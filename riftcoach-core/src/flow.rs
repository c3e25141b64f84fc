//! Session flow-state tracking.
//!
//! Distinct from the per-match flow score in [`crate::scoring`]: this record
//! follows a play session, fed opportunistically by the UI layer with live
//! signals. `time_in_flow` is a lifetime counter — it only ever increments.

use chrono::{DateTime, Utc};
use serde::{Deserialize, Serialize};

use crate::config::FlowConfig;

/// Live session signals supplied by the caller on each update.
#[derive(Debug, Clone, Copy, Serialize, Deserialize)]
pub struct LiveSignals {
    /// Quality of the player's recent decisions (0–100).
    pub decision_quality: f64,
    /// Current win streak.
    pub win_streak: u32,
    /// Self-reported or inferred confidence (0–100).
    pub confidence: f64,
    /// Focus level (0–100).
    pub focus_level: f64,
}

/// The continuously-updated flow indicator for one player.
#[derive(Debug, Clone, Serialize, Deserialize)]
pub struct FlowState {
    /// Composite flow score (0–100).
    pub flow_score: f64,
    /// Whether the player is currently in flow (score at threshold or above).
    pub is_in_flow: bool,
    /// Consecutive updates with decision quality above the threshold.
    pub consecutive_good_decisions: u32,
    /// Current win streak (overwritten from the live signals).
    pub win_streak: u32,
    /// Confidence (overwritten from the live signals).
    pub confidence: f64,
    /// Focus level (overwritten from the live signals).
    pub focus_level: f64,
    /// Time units spent in flow over the lifetime of this record.
    /// Monotonic: increments while in flow, never resets.
    pub time_in_flow: u64,
    /// When this record was last updated.
    pub last_updated: DateTime<Utc>,
}

impl FlowState {
    /// A fresh, out-of-flow state.
    #[must_use]
    pub fn new(now: DateTime<Utc>) -> Self {
        Self {
            flow_score: 0.0,
            is_in_flow: false,
            consecutive_good_decisions: 0,
            win_streak: 0,
            confidence: 0.0,
            focus_level: 0.0,
            time_in_flow: 0,
            last_updated: now,
        }
    }

    /// Fold one round of live signals into the state.
    ///
    /// The good-decision streak grows only while decision quality stays
    /// strictly above the configured threshold and resets to zero the moment
    /// it dips; streak, confidence, and focus are taken verbatim from the
    /// signals rather than smoothed.
    pub fn apply_signals(&mut self, signals: &LiveSignals, config: &FlowConfig, now: DateTime<Utc>) {
        if signals.decision_quality > config.good_decision_threshold {
            self.consecutive_good_decisions += 1;
        } else {
            self.consecutive_good_decisions = 0;
        }

        self.win_streak = signals.win_streak;
        self.confidence = sanitize(signals.confidence);
        self.focus_level = sanitize(signals.focus_level);

        self.flow_score = ((f64::from(self.consecutive_good_decisions) * 2.0
            + f64::from(self.win_streak) * 3.0
            + self.confidence
            + self.focus_level)
            / 7.0)
            .clamp(0.0, 100.0);

        self.is_in_flow = self.flow_score >= config.in_flow_threshold;
        if self.is_in_flow {
            self.time_in_flow += 1;
        }
        self.last_updated = now;
    }
}

fn sanitize(value: f64) -> f64 {
    if value.is_finite() { value.clamp(0.0, 100.0) } else { 0.0 }
}

#[cfg(test)]
mod tests {
    use super::*;

    fn signals(decision_quality: f64) -> LiveSignals {
        LiveSignals {
            decision_quality,
            win_streak: 3,
            confidence: 88.0,
            focus_level: 85.0,
        }
    }

    #[test]
    fn good_decisions_accumulate_and_reset() {
        let config = FlowConfig::default();
        let mut state = FlowState::new(Utc::now());

        for expected in 1..=5 {
            state.apply_signals(&signals(80.0), &config, Utc::now());
            assert_eq!(state.consecutive_good_decisions, expected);
        }

        // (5*2 + 3*3 + 88 + 85) / 7 = 192/7 ≈ 27.43
        assert!((state.flow_score - 192.0 / 7.0).abs() < 1e-9);
        assert!(!state.is_in_flow);

        // One mediocre round zeroes the streak; 75 is not strictly above.
        state.apply_signals(&signals(75.0), &config, Utc::now());
        assert_eq!(state.consecutive_good_decisions, 0);
    }

    #[test]
    fn in_flow_boundary_is_exact() {
        let config = FlowConfig::default();
        let mut state = FlowState::new(Utc::now());

        // One good decision, streak 10, confidence 100, focus 100:
        // (1*2 + 10*3 + 100 + 100) / 7 = 232/7 ≈ 33.14 — far below.
        // To land exactly on 70: need cgd*2 + ws*3 + conf + focus = 490.
        // cgd=1, ws=97, conf=100, focus=97 → 2 + 291 + 100 + 97 = 490.
        let on_boundary = LiveSignals {
            decision_quality: 90.0,
            win_streak: 97,
            confidence: 100.0,
            focus_level: 97.0,
        };
        state.apply_signals(&on_boundary, &config, Utc::now());
        assert!((state.flow_score - 70.0).abs() < 1e-9);
        assert!(state.is_in_flow);
        assert_eq!(state.time_in_flow, 1);

        // One point of focus less: 489/7 ≈ 69.857 — just under.
        let below = LiveSignals {
            focus_level: 96.0,
            ..on_boundary
        };
        let mut fresh = FlowState::new(Utc::now());
        fresh.apply_signals(&below, &config, Utc::now());
        assert!(fresh.flow_score < 70.0);
        assert!(!fresh.is_in_flow);
        assert_eq!(fresh.time_in_flow, 0);
    }

    #[test]
    fn time_in_flow_never_resets() {
        let config = FlowConfig::default();
        let mut state = FlowState::new(Utc::now());

        let hot = LiveSignals {
            decision_quality: 95.0,
            win_streak: 97,
            confidence: 100.0,
            focus_level: 100.0,
        };
        let cold = LiveSignals {
            decision_quality: 10.0,
            win_streak: 0,
            confidence: 10.0,
            focus_level: 10.0,
        };

        state.apply_signals(&hot, &config, Utc::now());
        state.apply_signals(&hot, &config, Utc::now());
        assert_eq!(state.time_in_flow, 2);

        state.apply_signals(&cold, &config, Utc::now());
        assert!(!state.is_in_flow);
        assert_eq!(state.time_in_flow, 2, "leaving flow must not reset the counter");

        state.apply_signals(&hot, &config, Utc::now());
        assert_eq!(state.time_in_flow, 3);
    }

    #[test]
    fn overwrite_semantics_for_live_signals() {
        let config = FlowConfig::default();
        let mut state = FlowState::new(Utc::now());

        state.apply_signals(&signals(80.0), &config, Utc::now());
        assert_eq!(state.win_streak, 3);
        assert!((state.confidence - 88.0).abs() < 1e-9);

        // The next round replaces, never blends.
        let next = LiveSignals {
            decision_quality: 80.0,
            win_streak: 0,
            confidence: 20.0,
            focus_level: 30.0,
        };
        state.apply_signals(&next, &config, Utc::now());
        assert_eq!(state.win_streak, 0);
        assert!((state.confidence - 20.0).abs() < 1e-9);
        assert!((state.focus_level - 30.0).abs() < 1e-9);
    }

    #[test]
    fn malformed_signals_are_squashed() {
        let config = FlowConfig::default();
        let mut state = FlowState::new(Utc::now());

        let bad = LiveSignals {
            decision_quality: 80.0,
            win_streak: 2,
            confidence: f64::NAN,
            focus_level: 250.0,
        };
        state.apply_signals(&bad, &config, Utc::now());
        assert!((state.confidence - 0.0).abs() < f64::EPSILON);
        assert!((state.focus_level - 100.0).abs() < f64::EPSILON);
        assert!(state.flow_score.is_finite());
    }
}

□ □ □ □ □

## PROBLEM TO WORK ON
Note how many lines in the material hold the word "crate", and give that number by itself.

## RESPONSE
2